Other than the costs, the New England Council sees the storage problem as permanently damaging the already sullied reputation of nuclear power in the country at a time when the Obama administration wants to promote new usage, Brett said. Even if the president’s Blue Ribbon Commission comes up with an alternative solution that is acceptable to the public — such as recycling the waste — further delays fuel the perception that nuclear power is difficult to deal with and harmful to the public.
“We need more nuclear: it is affordable, it is reliable, it is emission-free,” Brett said. “Anything that makes us less reliant on the Middle East for our power supply is a good thing.”
The people of Haddam aren’t worried about the nuclear fuel becoming environmentally dangerous, said Paul DeStefano, the town’s first selectman. However, they would like to see the 588 acres be used for something other than uranium storage.
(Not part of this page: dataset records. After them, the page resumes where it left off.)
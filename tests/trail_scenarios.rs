//! End-to-end trail scenarios through the library API.
//!
//! Each scenario builds a route table, resolves a current route and checks
//! the rendered trail the way an application would see it.

use routecrumbs::core::config::Config;
use routecrumbs::ui::template::Template;
use routecrumbs::{
    Breadcrumb, BreadcrumbError, BreadcrumbMeta, BreadcrumbService, CurrentRoute, MatchedChain,
    RenderOptions, RouteDef, RouteName, RouteParams, RouteRecord, RouteTable,
};

// =============================================================================
// Helpers
// =============================================================================

fn name(s: &str) -> RouteName {
    RouteName::new(s).unwrap()
}

fn params(pairs: &[(&str, &str)]) -> RouteParams {
    pairs.iter().copied().collect()
}

fn service(defs: Vec<RouteDef>) -> BreadcrumbService<RouteTable> {
    BreadcrumbService::new(RouteTable::new(defs).unwrap(), RenderOptions::default())
}

fn labels(svc: &BreadcrumbService<RouteTable>, current: &CurrentRoute) -> Vec<String> {
    svc.items(current)
        .unwrap()
        .into_iter()
        .flatten()
        .map(|item| item.label)
        .collect()
}

// =============================================================================
// Scenarios
// =============================================================================

#[test]
fn no_metadata_renders_placeholders_without_links() {
    let svc = service(vec![RouteDef::new("/a")
        .named(name("a"))
        .with_children(vec![RouteDef::new("b")
            .named(name("b"))
            .with_children(vec![RouteDef::new("c").named(name("c"))])])]);

    let current = svc.resolver().current("c", RouteParams::new()).unwrap();
    let items = svc.items(&current).unwrap();
    assert_eq!(items.len(), 3);
    assert!(items.iter().all(Option::is_none));

    let html = svc.render(&current).unwrap();
    assert_eq!(
        html,
        r#"<ol class="breadcrumb"><span></span><span></span><span></span></ol>"#
    );
    assert!(!html.contains("<a "));
}

#[test]
fn string_label_without_parent_is_single_entry() {
    let svc = service(vec![RouteDef::new("/users/:id")
        .named(name("user"))
        .with_breadcrumb(BreadcrumbMeta::literal("Profile"))]);

    let current = svc.resolver().current("user", params(&[("id", "42")])).unwrap();
    let items: Vec<_> = svc.items(&current).unwrap().into_iter().flatten().collect();

    assert_eq!(items.len(), 1);
    assert_eq!(items[0].label, "Profile");
    assert_eq!(items[0].path, "/users/42");
    assert!(items[0].current);
}

#[test]
fn parent_override_prepends_parent_label() {
    let svc = service(vec![
        RouteDef::new("/users")
            .named(name("users"))
            .with_breadcrumb(BreadcrumbMeta::literal("Users")),
        RouteDef::new("/users/:id/edit")
            .named(name("user-edit"))
            .with_breadcrumb(BreadcrumbMeta::with_parent("Edit", "users")),
    ]);

    let current = svc
        .resolver()
        .current("user-edit", params(&[("id", "42")]))
        .unwrap();
    assert_eq!(labels(&svc, &current), vec!["Users", "Edit"]);

    let html = svc.render(&current).unwrap();
    assert!(html.contains(r#"<a href="/users">Users</a>"#));
    assert!(html.contains("<span>Edit</span>"));
}

#[test]
fn root_path_renders_as_slash() {
    let svc = service(vec![RouteDef::new("")
        .named(name("home"))
        .with_breadcrumb(BreadcrumbMeta::literal("Home"))
        .with_children(vec![RouteDef::new("about")
            .named(name("about"))
            .with_breadcrumb(BreadcrumbMeta::literal("About"))])]);

    let current = svc.resolver().current("about", RouteParams::new()).unwrap();
    let trail = svc.breadcrumbs(&current).unwrap();
    assert_eq!(trail.paths(), vec!["/", "/about"]);

    let html = svc.render(&current).unwrap();
    assert!(html.contains(r#"<a href="/">Home</a>"#));
}

#[test]
fn only_last_entry_is_unlinked() {
    let svc = service(vec![RouteDef::new("")
        .named(name("home"))
        .with_breadcrumb(BreadcrumbMeta::literal("Home"))
        .with_children(vec![RouteDef::new("docs")
            .named(name("docs"))
            .with_breadcrumb(BreadcrumbMeta::literal("Docs"))
            .with_children(vec![RouteDef::new(":page")
                .named(name("page"))
                .with_breadcrumb(BreadcrumbMeta::computed(|p| {
                    Breadcrumb::new(p.get("page").unwrap_or("?").to_uppercase())
                }))])])]);

    let current = svc.resolver().current("page", params(&[("page", "intro")])).unwrap();
    let html = svc.render(&current).unwrap();

    assert_eq!(
        html,
        concat!(
            r#"<ol class="breadcrumb">"#,
            r#"<li class="breadcrumb-item"><a href="/">Home</a></li>"#,
            r#"<li class="breadcrumb-item"><a href="/docs">Docs</a></li>"#,
            r#"<li class="breadcrumb-item"><span>INTRO</span></li>"#,
            "</ol>"
        )
    );
}

#[test]
fn params_fill_path_tokens() {
    let svc = service(vec![RouteDef::new("/users/:id")
        .named(name("user"))
        .with_breadcrumb(BreadcrumbMeta::literal("User"))]);

    let current = svc.resolver().current("user", params(&[("id", "42")])).unwrap();
    let items: Vec<_> = svc.items(&current).unwrap().into_iter().flatten().collect();
    assert_eq!(items[0].path, "/users/42");
}

#[test]
fn resolution_is_repeatable() {
    let svc = service(vec![
        RouteDef::new("/users")
            .named(name("users"))
            .with_breadcrumb(BreadcrumbMeta::literal("Users")),
        RouteDef::new("/users/:id")
            .named(name("user"))
            .with_breadcrumb(BreadcrumbMeta::with_parent("User", "users")),
    ]);

    let current = svc.resolver().current("user", params(&[("id", "1")])).unwrap();
    assert_eq!(svc.render(&current).unwrap(), svc.render(&current).unwrap());
    assert_eq!(
        svc.breadcrumbs(&current).unwrap().paths(),
        svc.breadcrumbs(&current).unwrap().paths()
    );
}

#[test]
fn parent_cycle_is_an_error() {
    let svc = service(vec![
        RouteDef::new("/a")
            .named(name("a"))
            .with_breadcrumb(BreadcrumbMeta::with_parent("A", "b")),
        RouteDef::new("/b")
            .named(name("b"))
            .with_breadcrumb(BreadcrumbMeta::with_parent("B", "a")),
    ]);

    let current = svc.resolver().current("a", RouteParams::new()).unwrap();
    let err = svc.render(&current).unwrap_err();
    assert!(matches!(err, BreadcrumbError::CyclicParent { .. }));
}

#[test]
fn custom_template_replaces_default_markup() {
    let table = RouteTable::new(vec![RouteDef::new("")
        .named(name("home"))
        .with_breadcrumb(BreadcrumbMeta::literal("Home"))
        .with_children(vec![RouteDef::new("about")
            .named(name("about"))
            .with_breadcrumb(BreadcrumbMeta::literal("About"))])])
    .unwrap();
    let svc = BreadcrumbService::new(
        table,
        RenderOptions {
            template: Some(Template::parse("<{label}|{path}|{current}>")),
            ..RenderOptions::default()
        },
    );

    assert!(!svc.component().uses_default_render());
    let current = svc.resolver().current("about", RouteParams::new()).unwrap();
    assert_eq!(
        svc.render(&current).unwrap(),
        "<Home|/|false><About|/about|true>"
    );
}

#[test]
fn closure_resolver_feeds_the_service() {
    let users = std::sync::Arc::new(
        RouteRecord::new("/users")
            .named(name("users"))
            .with_breadcrumb(BreadcrumbMeta::literal("Users")),
    );
    let lookup = {
        let users = users.clone();
        move |route: &str| -> MatchedChain {
            if route == "users" {
                vec![users.clone()]
            } else {
                Vec::new()
            }
        }
    };

    let svc = BreadcrumbService::new(lookup, RenderOptions::default());
    let leaf = std::sync::Arc::new(
        RouteRecord::new("/users/new").with_breadcrumb(BreadcrumbMeta::with_parent("New", "users")),
    );
    let current = CurrentRoute::new(vec![leaf], RouteParams::new());

    assert_eq!(labels_of(&svc, &current), vec!["Users", "New"]);
}

fn labels_of<R: routecrumbs::RouteResolver>(
    svc: &BreadcrumbService<R>,
    current: &CurrentRoute,
) -> Vec<String> {
    svc.items(current)
        .unwrap()
        .into_iter()
        .flatten()
        .map(|item| item.label)
        .collect()
}

#[test]
fn malformed_config_breadcrumb_is_skipped_with_warning() {
    let result = Config::from_toml_str(
        r#"
        [[routes]]
        path = ""
        name = "home"
        breadcrumb = "Home"

          [[routes.children]]
          path = "odd"
          name = "odd"
          breadcrumb = ["not", "a", "label"]

            [[routes.children.children]]
            path = "leaf"
            name = "leaf"
            breadcrumb = "Leaf"
        "#,
    )
    .unwrap();
    assert_eq!(result.warnings.len(), 1);
    assert!(result.warnings[0].location.contains("odd"));

    let config = result.config;
    let svc = BreadcrumbService::new(config.route_table().unwrap(), config.render_options());
    let current = svc.resolver().current("leaf", RouteParams::new()).unwrap();

    let items = svc.items(&current).unwrap();
    assert_eq!(items.len(), 3);
    assert!(items[1].is_none());
    assert_eq!(labels(&svc, &current), vec!["Home", "Leaf"]);
}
Connecticut Yankee hired a specialty real estate firm to gauge interest in the future use of the site, which includes a small industrial section. The company could sell off a large chunk of the acreage even with the nuclear waste on site — as long as the security zone around the storage containers is maintained — but the uranium remains an obstacle to the full usage of the site.
“There is no way to get anything meaningful over there,” DeStefano said. “It is a sad, sad thing. That is a great piece of land over there.”